• Task details: Find the word "Serialize" in the records and copy every line where it occurs.

** Opening Listed entries block **

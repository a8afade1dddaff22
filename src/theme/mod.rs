use ratatui::style::{Modifier, Style};
use serde::{Deserialize, Serialize};

pub mod catppuccin;
pub mod glyphs;
pub mod gruvbox;
pub mod nord;
pub mod palette;

pub use palette::{shade, Palette};

#[derive(Debug, Clone, PartialEq)]
pub struct Theme {
    pub border: Style,
    pub border_focus: Style,

    pub transcript_title: Style,
    pub speaker_user: Style,
    pub speaker_assistant: Style,
    pub message_body: Style,
    pub selection: Style,

    pub pill: Style,
    pub pill_hover: Style,
    pub dropdown_trigger: Style,
    pub dropdown_preview: Style,

    pub status_ready: Style,
    pub status_info: Style,
    pub status_warn: Style,
    pub status_error: Style,

    pub header_logo: Style,
    pub header_session: Style,
    pub header_stats: Style,
    pub header_active: Style,
    pub header_item: Style,
    pub header: Style,

    pub footer_segment_key: Style,
    pub footer_segment_val: Style,
    pub footer_group_name: Style,
    pub footer: Style,

    pub list_selected: Style,
    pub list_item: Style,
    pub dimmed: Style,
}

#[derive(Debug, Clone, Copy, PartialEq, Eq, Deserialize, Serialize)]
#[serde(rename_all = "lowercase")]
pub enum PaletteType {
    CatppuccinMocha,
    Nord,
    Gruvbox,
}

impl PaletteType {
    #[must_use]
    pub fn label(&self) -> &'static str {
        match self {
            PaletteType::CatppuccinMocha => "Catppuccin (Mocha)",
            PaletteType::Nord => "Nord",
            PaletteType::Gruvbox => "Gruvbox",
        }
    }

    #[must_use]
    pub fn all() -> &'static [PaletteType] {
        &[
            PaletteType::CatppuccinMocha,
            PaletteType::Nord,
            PaletteType::Gruvbox,
        ]
    }
}

impl Theme {
    #[must_use]
    pub fn from_palette_type(t: PaletteType) -> Self {
        match t {
            PaletteType::CatppuccinMocha => Self::from_palette(&catppuccin::CATPPUCCIN_MOCHA),
            PaletteType::Nord => Self::from_palette(&nord::NORD),
            PaletteType::Gruvbox => Self::from_palette(&gruvbox::GRUVBOX),
        }
    }

    #[must_use]
    pub fn from_palette(p: &Palette) -> Self {
        Self {
            border: Style::default().fg(p.border),
            border_focus: Style::default().fg(p.accent),

            transcript_title: Style::default().fg(p.heading).add_modifier(Modifier::BOLD),
            speaker_user: Style::default().fg(p.user).add_modifier(Modifier::BOLD),
            speaker_assistant: Style::default().fg(p.assistant).add_modifier(Modifier::BOLD),
            message_body: Style::default().fg(p.fg),
            selection: Style::default().fg(p.fg).bg(shade(p.accent, 0.35)),

            pill: Style::default()
                .bg(p.accent)
                .fg(p.bg_deep)
                .add_modifier(Modifier::BOLD),
            pill_hover: Style::default()
                .bg(p.accent_soft)
                .fg(p.bg_deep)
                .add_modifier(Modifier::BOLD),
            dropdown_trigger: Style::default().fg(p.accent).add_modifier(Modifier::BOLD),
            dropdown_preview: Style::default().fg(p.fg_faint),

            status_ready: Style::default()
                .bg(p.user)
                .fg(p.bg_deep)
                .add_modifier(Modifier::BOLD),
            status_info: Style::default()
                .bg(p.accent)
                .fg(p.bg_deep)
                .add_modifier(Modifier::BOLD),
            status_warn: Style::default()
                .bg(p.warn)
                .fg(p.bg_deep)
                .add_modifier(Modifier::BOLD),
            status_error: Style::default()
                .bg(p.error)
                .fg(p.bg_deep)
                .add_modifier(Modifier::BOLD),

            header_logo: Style::default()
                .bg(p.accent)
                .fg(p.bg_deep)
                .add_modifier(Modifier::BOLD),
            header_session: Style::default()
                .bg(p.panel_raised)
                .fg(p.fg)
                .add_modifier(Modifier::BOLD),
            header_stats: Style::default().bg(p.panel).fg(p.fg_muted),
            header_active: Style::default()
                .bg(p.user)
                .fg(p.bg_deep)
                .add_modifier(Modifier::BOLD),
            header_item: Style::default().bg(p.panel).fg(p.fg),
            header: Style::default().bg(p.bg).fg(p.fg),

            footer_segment_key: Style::default()
                .bg(p.panel)
                .fg(p.accent)
                .add_modifier(Modifier::BOLD),
            footer_segment_val: Style::default().bg(p.bg).fg(p.fg),
            footer_group_name: Style::default().fg(p.fg_faint).add_modifier(Modifier::DIM),
            footer: Style::default().bg(p.bg_deep).fg(p.fg_faint),

            list_selected: Style::default()
                .bg(p.accent)
                .fg(p.bg_deep)
                .add_modifier(Modifier::BOLD),
            list_item: Style::default().fg(p.fg),
            dimmed: Style::default().fg(p.fg_ghost).add_modifier(Modifier::DIM),
        }
    }
}

impl Default for Theme {
    fn default() -> Self {
        Self::from_palette_type(PaletteType::CatppuccinMocha)
    }
}
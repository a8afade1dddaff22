use crate::app::state::AppState;
use crate::theme::Theme;
use ratatui::{
    layout::{Alignment, Rect},
    text::{Line, Span},
    widgets::{Paragraph, Widget},
};

pub struct Welcome<'a> {
    pub app_state: &'a AppState<'a>,
    pub theme: &'a Theme,
}

impl Widget for Welcome<'_> {
    fn render(self, area: Rect, buf: &mut ratatui::buffer::Buffer) {
        let logo_ascii = [
            r" ___ ___ ___  ___  ___ _____ ___ ",
            r"| _ \_ _| _ \/ _ \/ __|_   _| __|",
            r"|   /| ||  _/ (_) \__ \ | | | _| ",
            r"|_|_\___|_|  \___/|___/ |_| |___|",
        ];

        let mut lines: Vec<Line> = logo_ascii
            .iter()
            .map(|l| Line::from(Span::styled(*l, self.theme.header_logo)))
            .collect();

        lines.push(Line::from(""));
        lines.push(Line::from(vec![
            Span::styled(" RIPOSTE ", self.theme.header_logo),
            Span::raw(" - follow up on any chat transcript"),
        ]));
        lines.push(Line::from(""));
        lines.push(Line::from(Span::styled(
            "No transcript file was given.",
            self.theme.status_error,
        )));
        lines.push(Line::from(""));
        lines.push(Line::from(vec![
            Span::raw("Start with "),
            Span::styled(" riposte <transcript.md> ", self.theme.header_item),
            Span::raw(" to open a session"),
        ]));
        lines.push(Line::from(
            "The file is watched; messages added to it appear live.",
        ));
        lines.push(Line::from(""));
        lines.push(Line::from(vec![
            Span::raw("Press "),
            Span::styled("q", self.theme.footer_segment_key),
            Span::raw(" or "),
            Span::styled("Esc", self.theme.footer_segment_key),
            Span::raw(" to quit"),
        ]));

        if let Some(notice) = &self.app_state.last_error {
            lines.push(Line::from(""));
            lines.push(Line::from(Span::styled(
                format!("Error: {}", notice.message),
                self.theme.status_error,
            )));
        }

        let paragraph = Paragraph::new(lines).alignment(Alignment::Center);

        let logo_height = 15;
        let centered_area = Rect {
            x: area.x,
            y: (area.y + area.height / 2).saturating_sub(logo_height / 2),
            width: area.width,
            height: logo_height.min(area.height),
        };

        if centered_area.width > 0 && centered_area.height > 0 {
            paragraph.render(centered_area, buf);
        }
    }
}
#[derive(Debug, Clone, PartialEq)]
pub enum Command {
    LoadSession,
    LoadCommands,
    AppendUserMessage(String),
}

** Closing Listed entries block **

• Response for this exercise:
use serde::{Deserialize, Serialize};
#[derive(Debug, Clone, Copy, PartialEq, Eq, Deserialize, Serialize)]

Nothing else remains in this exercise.